Ferial Haffajee
The Green Paper on broadcasting will start a shake-up of the industry which will change it fundamentally. We summarise the comments from lobbyists who have suggested everything from the scrapping of an SABC Channel and television licences to the total rejection of the Green Paper.
Freedom of Expression Institute (FXI): The FXI says that a Media Development Agency should be started to fund independent media. The government should contribute to this agency from savings generated by the potential privatisation of an SABC channel and the merger of the Independent Broadcasting Authority (IBA) and the South African Telecommunications Regulatory Authority.
It wants the Broadcasting Act of 1974 repealed and the SABC governed by a new law that enshrines its independence. The FXI also recommends that anti-cross-media ownership laws be retained and enforced. The lobby group wants the SABC to be 100% funded by government and says television licences should also be scrapped.
Rhodes University: Rhodes University’s journalism department has warned government “not to throw the baby out with the bath water” by hurriedly changing policy affecting the IBA and the SABC. Fundamental changes are in the legislative pipeline this year.
Its submission has also recommended that the government rethink restrictions on cross- media ownership. The SABC should have one television channel and radio stations that carry no advertising.
Rhodes has rejected the government’s suggestion of a centralised school of broadcasting, as has the FXI. It says an audit of all existing training is under way, as are plans to integrate all existing training into the government’s National Qualifications Forum: “A centralised school of broadcasting runs against the trend to deregulation and regional broadcasting in much of the world.”
The Independent Producers’ Organisation (IPO) and seven related organisations: This comprehensive submission suggests the SABC lose one channel and that it focus its two remaining channels so that one can cross- subsidise the other. Channel 1 should be ratings-driven, while the second channel should be an “information and cultural” channel. It further recommends that by early in the next century, all pay television should move off terrestrial frequencies to satellite.
The government’s Green Paper recommends that the third SABC channel could be privatised, but the IPO has recommended it be transformed into an educational service run on a not-for-profit basis.

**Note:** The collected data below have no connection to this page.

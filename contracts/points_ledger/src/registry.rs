//! # Registry
//!
//! Founder and product registration, API keys, and the administrator's
//! status flags.
//!
//! Product addresses are globally unique: the `Product(addr)` record stores
//! its owner and is never removed, so a single lookup decides whether an
//! address is already taken under any founder.

use soroban_sdk::{panic_with_error, Address, BytesN, Env, String, Vec};

use crate::types::{Founder, Product, MAX_PRODUCTS_PER_FOUNDER};
use crate::{events, storage, Error};

pub fn is_zero_key(key: &BytesN<32>) -> bool {
    key.to_array() == [0u8; 32]
}

/// Load a founder or panic with `FounderNotFound`.
pub fn load_founder(env: &Env, founder: &Address) -> Founder {
    match storage::load_founder(env, founder) {
        Some(f) => f,
        None => panic_with_error!(env, Error::FounderNotFound),
    }
}

/// Load a founder that must be active.
pub fn load_active_founder(env: &Env, founder: &Address) -> Founder {
    let record = load_founder(env, founder);
    if !record.active {
        panic_with_error!(env, Error::FounderNotActive);
    }
    record
}

/// Load a product or panic with `ProductNotFound`.
pub fn load_product(env: &Env, product: &Address) -> Product {
    match storage::load_product(env, product) {
        Some(p) => p,
        None => panic_with_error!(env, Error::ProductNotFound),
    }
}

pub fn register_founder(env: &Env, founder: &Address, name: &String) -> Founder {
    if name.len() == 0 {
        panic_with_error!(env, Error::InvalidArgument);
    }
    // Inactive founders keep their record; they are reactivated, not re-registered.
    if storage::load_founder(env, founder).is_some() {
        panic_with_error!(env, Error::AlreadyRegistered);
    }

    let record = Founder {
        name: name.clone(),
        active: true,
        api_key: None,
        allocated_points: 0,
        distributed_points: 0,
        earned_rewards: 0,
        products: Vec::new(env),
    };
    storage::save_founder(env, founder, &record);

    let mut active = storage::load_active_founders(env);
    active.push_back(founder.clone());
    storage::save_active_founders(env, &active);

    events::founder_registered(env, founder, name);
    record
}

pub fn register_product(
    env: &Env,
    founder: &Address,
    name: &String,
    product: &Address,
    abi_hash: &BytesN<32>,
    category: &String,
) -> Product {
    if storage::has_product(env, product) {
        panic_with_error!(env, Error::AlreadyRegistered);
    }
    if name.len() == 0 || is_zero_key(abi_hash) {
        panic_with_error!(env, Error::InvalidArgument);
    }

    let mut owner = load_active_founder(env, founder);
    if owner.products.len() >= MAX_PRODUCTS_PER_FOUNDER {
        panic_with_error!(env, Error::CapacityExceeded);
    }

    let record = Product {
        owner: founder.clone(),
        name: name.clone(),
        category: category.clone(),
        abi_hash: abi_hash.clone(),
        current_points: 0,
        pending_rewards: 0,
        claimed_rewards: 0,
        verified: false,
    };
    storage::save_product(env, product, &record);

    owner.products.push_back(product.clone());
    storage::save_founder(env, founder, &owner);

    if category.len() > 0 {
        let mut listed = storage::load_category(env, category);
        listed.push_back(product.clone());
        storage::save_category(env, category, &listed);
    }

    events::product_registered(env, founder, product, category);
    record
}

/// First issuance of a founder's API key.
pub fn issue_api_key(env: &Env, founder: &Address, key: &BytesN<32>) {
    let mut record = load_active_founder(env, founder);
    if record.api_key.is_some() || is_zero_key(key) {
        panic_with_error!(env, Error::InvalidArgument);
    }
    if storage::api_key_owner(env, key).is_some() {
        panic_with_error!(env, Error::AlreadyRegistered);
    }

    storage::set_api_key_owner(env, key, founder);
    record.api_key = Some(key.clone());
    storage::save_founder(env, founder, &record);

    events::api_key_issued(env, founder, key);
}

/// Replace the founder's live key `old_key` with `new_key`.
pub fn rotate_api_key(env: &Env, founder: &Address, old_key: &BytesN<32>, new_key: &BytesN<32>) {
    let mut record = load_active_founder(env, founder);
    if record.api_key.as_ref() != Some(old_key) || is_zero_key(new_key) || old_key == new_key {
        panic_with_error!(env, Error::InvalidArgument);
    }
    if storage::api_key_owner(env, new_key).is_some() {
        panic_with_error!(env, Error::AlreadyRegistered);
    }

    storage::remove_api_key(env, old_key);
    storage::set_api_key_owner(env, new_key, founder);
    record.api_key = Some(new_key.clone());
    storage::save_founder(env, founder, &record);

    events::api_key_rotated(env, founder, old_key, new_key);
}

/// Single-call key update. With no live key the first non-zero argument is
/// issued, `old_key` taking precedence; otherwise this is a rotation.
pub fn update_api_key(env: &Env, founder: &Address, old_key: &BytesN<32>, new_key: &BytesN<32>) {
    let record = load_active_founder(env, founder);
    if is_zero_key(old_key) && is_zero_key(new_key) {
        panic_with_error!(env, Error::InvalidArgument);
    }
    match record.api_key {
        None if !is_zero_key(old_key) => issue_api_key(env, founder, old_key),
        None => issue_api_key(env, founder, new_key),
        Some(_) => rotate_api_key(env, founder, old_key, new_key),
    }
}

pub fn update_founder_status(env: &Env, founder: &Address, active: bool) {
    let mut record = load_founder(env, founder);
    let mut index = storage::load_active_founders(env);
    let position = index.first_index_of(founder.clone());

    match (active, position) {
        (true, None) => index.push_back(founder.clone()),
        (false, Some(i)) => {
            index.remove(i);
        }
        _ => {}
    }
    storage::save_active_founders(env, &index);

    record.active = active;
    storage::save_founder(env, founder, &record);

    events::founder_status_changed(env, founder, active);
}

pub fn verify_product(env: &Env, product: &Address, verified: bool) {
    let mut record = load_product(env, product);
    record.verified = verified;
    storage::save_product(env, product, &record);

    events::product_verified(env, product, verified);
}
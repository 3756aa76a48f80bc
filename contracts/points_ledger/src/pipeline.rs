//! # Points Pipeline
//!
//! `allocate` → `distribute` → `convert` → `claim`. Each stage moves value
//! forward and none can be undone.
//!
//! Conversion uses floor division by [`CONVERSION_RATE`]: the remainder of
//! each call is taken off the product and produces no rewards. The amount
//! lost is published as `discarded` in the conversion event.

use soroban_sdk::{panic_with_error, Address, Env};

use crate::events::{self, PointsConverted, PointsDistributed, RewardsClaimed};
use crate::registry::{load_active_founder, load_product};
use crate::types::{Product, CONVERSION_RATE};
use crate::{storage, Error};

fn checked_add(env: &Env, a: u128, b: u128) -> u128 {
    match a.checked_add(b) {
        Some(v) => v,
        None => panic_with_error!(env, Error::Overflow),
    }
}

/// Load `product` and require that `founder` owns it.
fn load_owned_product(env: &Env, founder: &Address, product: &Address) -> Product {
    let record = load_product(env, product);
    if record.owner != *founder {
        panic_with_error!(env, Error::ProductNotOwned);
    }
    record
}

pub fn allocate(env: &Env, founder: &Address, amount: u128) {
    if amount == 0 {
        return;
    }
    let mut record = load_active_founder(env, founder);
    record.allocated_points = checked_add(env, record.allocated_points, amount);
    storage::save_founder(env, founder, &record);

    events::points_allocated(env, founder, amount, record.allocated_points);
}

/// Move `amount` of the founder's undistributed allocation onto `product`.
///
/// Like `convert` and `claim`, the product must belong to `founder`;
/// points never land on another founder's product.
pub fn distribute(env: &Env, founder: &Address, product: &Address, amount: u128) {
    if amount == 0 {
        return;
    }
    let mut owner = load_active_founder(env, founder);
    let mut target = load_owned_product(env, founder, product);

    if amount > owner.available_to_distribute() {
        panic_with_error!(env, Error::InsufficientBalance);
    }

    owner.distributed_points += amount;
    target.current_points = checked_add(env, target.current_points, amount);
    storage::save_founder(env, founder, &owner);
    storage::save_product(env, product, &target);

    events::points_distributed(
        env,
        PointsDistributed {
            founder: founder.clone(),
            product: product.clone(),
            amount,
            distributed_total: owner.distributed_points,
            product_points: target.current_points,
        },
    );
}

pub fn convert(env: &Env, founder: &Address, product: &Address, amount: u128) {
    if amount == 0 {
        return;
    }
    load_active_founder(env, founder);
    let mut target = load_owned_product(env, founder, product);

    if amount > target.current_points {
        panic_with_error!(env, Error::InsufficientBalance);
    }

    let rewards = amount / CONVERSION_RATE;
    target.current_points -= amount;
    target.pending_rewards = checked_add(env, target.pending_rewards, rewards);
    storage::save_product(env, product, &target);

    events::points_converted(
        env,
        PointsConverted {
            founder: founder.clone(),
            product: product.clone(),
            points: amount,
            rewards,
            discarded: amount % CONVERSION_RATE,
            pending_rewards: target.pending_rewards,
        },
    );
}

/// Move all pending rewards of `product` into its claimed total and the
/// founder's earnings. Returns the amount claimed.
pub fn claim(env: &Env, founder: &Address, product: &Address) -> u128 {
    let mut owner = load_active_founder(env, founder);
    let mut target = load_owned_product(env, founder, product);

    let amount = target.pending_rewards;
    if amount == 0 {
        panic_with_error!(env, Error::NothingToClaim);
    }

    target.claimed_rewards = checked_add(env, target.claimed_rewards, amount);
    target.pending_rewards = 0;
    owner.earned_rewards = checked_add(env, owner.earned_rewards, amount);
    storage::save_product(env, product, &target);
    storage::save_founder(env, founder, &owner);

    events::rewards_claimed(
        env,
        RewardsClaimed {
            founder: founder.clone(),
            product: product.clone(),
            amount,
            earned_total: owner.earned_rewards,
        },
    );
    amount
}
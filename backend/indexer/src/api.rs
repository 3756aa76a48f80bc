//! Axum REST API handlers.

use std::sync::Arc;

use axum::{
    extract::{Path, State},
    http::StatusCode,
    response::IntoResponse,
    routing::get,
    Json, Router,
};
use tower_http::cors::CorsLayer;
use tower_http::trace::TraceLayer;
use serde::Serialize;
use sqlx::SqlitePool;

use crate::db;
use crate::errors::Result;
use crate::events::{EventKind, EventRecord};

#[derive(Clone)]
pub struct ApiState {
    pub pool: SqlitePool,
}

// ─────────────────────────────────────────────────────────
// Response shapes
// ─────────────────────────────────────────────────────────

#[derive(Serialize)]
pub struct FilteredEventsResponse {
    /// `founder`, `product` or `kind`.
    pub filter: &'static str,
    pub value: String,
    pub count: usize,
    pub events: Vec<EventRecord>,
}

#[derive(Serialize)]
pub struct AllEventsResponse {
    pub count: usize,
    pub events: Vec<EventRecord>,
}

#[derive(Serialize)]
pub struct HealthResponse {
    pub status: &'static str,
    pub version: &'static str,
}

#[derive(Serialize)]
pub struct ErrorResponse {
    pub error: String,
}

fn error_response(status: StatusCode, error: String) -> axum::response::Response {
    (status, Json(ErrorResponse { error })).into_response()
}

fn filtered(
    filter: &'static str,
    value: String,
    result: Result<Vec<EventRecord>>,
) -> axum::response::Response {
    match result {
        Ok(events) => {
            let count = events.len();
            (
                StatusCode::OK,
                Json(FilteredEventsResponse {
                    filter,
                    value,
                    count,
                    events,
                }),
            )
                .into_response()
        }
        Err(e) => error_response(StatusCode::INTERNAL_SERVER_ERROR, e.to_string()),
    }
}

/// The audit API: read-only views over the indexed ledger events.
pub fn router(pool: SqlitePool) -> Router {
    Router::new()
        .route("/health", get(health))
        .route("/events", get(get_all_events))
        .route("/events/kind/:kind", get(get_events_by_kind))
        .route("/founders/:id/events", get(get_founder_events))
        .route("/products/:id/events", get(get_product_events))
        .layer(CorsLayer::permissive())
        .layer(TraceLayer::new_for_http())
        .with_state(Arc::new(ApiState { pool }))
}

// ─────────────────────────────────────────────────────────
// Handlers
// ─────────────────────────────────────────────────────────

/// `GET /health`
pub async fn health() -> impl IntoResponse {
    Json(HealthResponse {
        status: "ok",
        version: env!("CARGO_PKG_VERSION"),
    })
}

/// `GET /founders/:id/events`
///
/// Returns all indexed events for the given founder address.
pub async fn get_founder_events(
    State(state): State<Arc<ApiState>>,
    Path(founder): Path<String>,
) -> impl IntoResponse {
    let result = db::get_events_for_founder(&state.pool, &founder).await;
    filtered("founder", founder, result)
}

/// `GET /products/:id/events`
///
/// Returns all indexed events for the given product address.
pub async fn get_product_events(
    State(state): State<Arc<ApiState>>,
    Path(product): Path<String>,
) -> impl IntoResponse {
    let result = db::get_events_for_product(&state.pool, &product).await;
    filtered("product", product, result)
}

/// `GET /events/kind/:kind`
///
/// `kind` is a stored event name such as `rewards_claimed`.
pub async fn get_events_by_kind(
    State(state): State<Arc<ApiState>>,
    Path(kind): Path<String>,
) -> impl IntoResponse {
    if EventKind::from_stored(&kind).is_none() {
        return error_response(StatusCode::BAD_REQUEST, format!("unknown event kind: {kind}"));
    }
    let result = db::get_events_by_kind(&state.pool, &kind).await;
    filtered("kind", kind, result)
}

/// `GET /events`
///
/// Returns all indexed ledger events.
pub async fn get_all_events(State(state): State<Arc<ApiState>>) -> impl IntoResponse {
    match db::get_all_events(&state.pool).await {
        Ok(events) => {
            let count = events.len();
            (StatusCode::OK, Json(AllEventsResponse { count, events })).into_response()
        }
        Err(e) => error_response(StatusCode::INTERNAL_SERVER_ERROR, e.to_string()),
    }
}
//! Room Membership Resolution
//!
//! Computes the set of rooms a connection joins at registration: the
//! user's personal room, one room per guild membership, every channel
//! of those guilds, and every DM channel the user participates in. The
//! set is a snapshot taken at connect time.

use std::collections::HashSet;
use std::sync::Arc;

use crate::domain::{ChannelRepository, MemberRepository};
use crate::presentation::websocket::RoomKey;
use crate::shared::error::GatewayError;

/// Resolves the room set for a newly authenticated connection.
#[derive(Clone)]
pub struct RoomMembershipResolver {
    members: Arc<dyn MemberRepository>,
    channels: Arc<dyn ChannelRepository>,
}

impl RoomMembershipResolver {
    pub fn new(members: Arc<dyn MemberRepository>, channels: Arc<dyn ChannelRepository>) -> Self {
        Self { members, channels }
    }

    pub async fn resolve(&self, user_id: i64) -> Result<HashSet<RoomKey>, GatewayError> {
        let mut rooms = HashSet::new();
        rooms.insert(RoomKey::User(user_id));

        let guild_ids = self.members.guild_ids_of(user_id).await?;
        for guild_id in guild_ids {
            rooms.insert(RoomKey::Guild(guild_id));
            for channel_id in self.channels.channel_ids_in_guild(guild_id).await? {
                rooms.insert(RoomKey::Channel(channel_id));
            }
        }

        for channel_id in self.channels.dm_channel_ids(user_id).await? {
            rooms.insert(RoomKey::Channel(channel_id));
        }

        Ok(rooms)
    }
}

#[cfg(test)]
mod tests {
    use super::*;
    use crate::domain::{MockChannelRepository, MockMemberRepository};
    use crate::shared::error::AppError;
    use pretty_assertions::assert_eq;

    #[tokio::test]
    async fn combines_guild_channel_and_dm_rooms() {
        let mut members = MockMemberRepository::new();
        members
            .expect_guild_ids_of()
            .withf(|uid| *uid == 1)
            .returning(|_| Ok(vec![10, 20]));

        let mut channels = MockChannelRepository::new();
        channels
            .expect_channel_ids_in_guild()
            .returning(|guild_id| match guild_id {
                10 => Ok(vec![100, 101]),
                20 => Ok(vec![200]),
                _ => Ok(vec![]),
            });
        channels
            .expect_dm_channel_ids()
            .returning(|_| Ok(vec![300]));

        let resolver = RoomMembershipResolver::new(Arc::new(members), Arc::new(channels));
        let rooms = resolver.resolve(1).await.unwrap();

        let expected: HashSet<RoomKey> = [
            RoomKey::User(1),
            RoomKey::Guild(10),
            RoomKey::Guild(20),
            RoomKey::Channel(100),
            RoomKey::Channel(101),
            RoomKey::Channel(200),
            RoomKey::Channel(300),
        ]
        .into_iter()
        .collect();
        assert_eq!(rooms, expected);
    }

    #[tokio::test]
    async fn user_without_memberships_gets_personal_room_only() {
        let mut members = MockMemberRepository::new();
        members.expect_guild_ids_of().returning(|_| Ok(vec![]));

        let mut channels = MockChannelRepository::new();
        channels.expect_dm_channel_ids().returning(|_| Ok(vec![]));

        let resolver = RoomMembershipResolver::new(Arc::new(members), Arc::new(channels));
        let rooms = resolver.resolve(7).await.unwrap();

        assert_eq!(rooms, HashSet::from([RoomKey::User(7)]));
    }

    #[tokio::test]
    async fn store_failure_surfaces_as_persistence_error() {
        let mut members = MockMemberRepository::new();
        members
            .expect_guild_ids_of()
            .returning(|_| Err(AppError::Internal("pool exhausted".into())));

        let channels = MockChannelRepository::new();

        let resolver = RoomMembershipResolver::new(Arc::new(members), Arc::new(channels));
        let err = resolver.resolve(1).await.unwrap_err();
        assert!(matches!(err, GatewayError::Persistence(_)));
    }
}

It could be financed by a mix of government funding, regional advertising, private sponsorship and the proceeds of a national lottery. This submission accuses the SABC of failing to meet “people’s needs” and it goes into great detail on how an educational channel could do this by focusing on education, development, languages, cultures, marginalised and special interest groups.
Media Monitoring Project: This monitoring organisation has rejected the Green Paper on broadcasting. Its submission says the discussion document proposes too much governmental intervention in policy and broadcast licensing. The government has mooted that the minister should be able to suspend the licensing of community radio during regular reviews of the sector.
Because “listening to the radio and watching television are two of the most significant cultural activities we engage in”, the project says the discussion document is too limiting. It focuses only on broadcasting as a cash-cow for government and as an element of nation-building.
The Media Monitoring Project criticises the government for bypassing the recommendations of the IBA’s expensive triple inquiry report into broadcasting. “This pretends that the IBA’s report was never written and is blatant in its disregard for what was a markedly more democratic, more systematic and transparent process than is currently being used by the communications ministry.”
Open Society Foundation: The foundation has rejected suggestions that Parliament be asked to give the minister the power to suspend the granting of community radio licences pending a review of the sector.
Some quarters of government are known to be unhappy about licence allocation: they want more rural radio. The Green Paper suggests: “Parliament might wish to consider giving the minister the power to direct the IBA to suspend further licence allocations …” The foundation also criticises government’s “negative view” of the community radio sector. It says much good has come from the licensing of about 80 stations including job creation and airwave diversity. But it agrees that some amendments to policy in the sector are necessary.